Early neurologic complications following coronary bypass surgery

Scott Med J. 2008 May;53(2):18-21. doi: 10.1258/rsmsmj.53.2.18.

Abstract

Background: Coronary artery bypass surgery is associated with central and peripheral nervous system complications in the period following surgery. Recognising these complications may help in their prevention or early treatment.

Methods: We reviewed medical records of all the patients who underwent coronary artery bypass surgery at our institution over a period of two years. We studied their risk factors, reasons for surgery, operative variables, and post operative neurologic complications.

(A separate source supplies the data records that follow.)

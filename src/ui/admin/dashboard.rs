// SPDX-License-Identifier: MPL-2.0
//! Admin dashboard: catalog stats, weekly visits and the collection list.

use super::ViewContext;
use crate::application::inquiry::group_thousands;
use crate::domain::analytics::{Visit, VisitStats};
use crate::domain::catalog::{CatalogStats, Collection, CollectionStatus};
use crate::domain::ids::CollectionId;
use crate::ui::design_tokens::{palette, sizing, spacing, typography};
use crate::ui::styles;
use iced::widget::{button, container, scrollable, text, Column, Row};
use iced::{alignment, Element, Length};

#[derive(Debug, Clone)]
pub enum Message {
    Refresh,
    Add,
    Edit(CollectionId),
    AskDelete(CollectionId),
    ConfirmDelete,
    CancelDelete,
    ToggleStatus(CollectionId),
    OpenInvitations,
    OpenStorefront,
    /// Periodic refresh of the visit stats.
    RefreshVisits,
    ToggleVisitLog,
}

#[derive(Debug, Clone, PartialEq)]
pub enum Event {
    None,
    /// Reload the catalog and the visit stats.
    Reload,
    LoadVisits,
    /// `None` opens an empty form.
    OpenEditor(Option<Collection>),
    Delete(CollectionId),
    SetStatus {
        id: CollectionId,
        status: CollectionStatus,
    },
    OpenInvitations,
    OpenStorefront,
}

/// Visit stats as last loaded.
#[derive(Debug, Clone, Default, PartialEq, Eq)]
pub enum Visits {
    #[default]
    Loading,
    Loaded(VisitStats),
    Failed,
}

#[derive(Debug, Clone, Default)]
pub struct Dashboard {
    collections: Vec<Collection>,
    pending_delete: Option<CollectionId>,
    visits: Visits,
    show_visit_log: bool,
}
// SPDX-License-Identifier: MPL-2.0
//! Shared widget styles.

pub mod button;
pub mod container;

Results: Of the 587 coronary artery bypass surgeries performed at our centre over a two year period. We found that 2.04% of these patients developed neurologic complication in the two weeks following the surgery. Fifty percent of these patients suffered from cerebrovascular insults and 50% suffered from cognitive decline. No patients in this group developed seizures or peripheral nerve lesions. Patients with renal failure, carotid stenosis, history of cerebral strokes, and redo coronary bypass surgery were more predisposed to develop neurologic complications after bypass surgery. Furthermore, a longer stay in the coronary care unit and the development of arrhythmias predisposed patients to neurologic complications. Mortality for patients who developed neurologic complications post bypass surgery ranged between 16.7% and 33.4%.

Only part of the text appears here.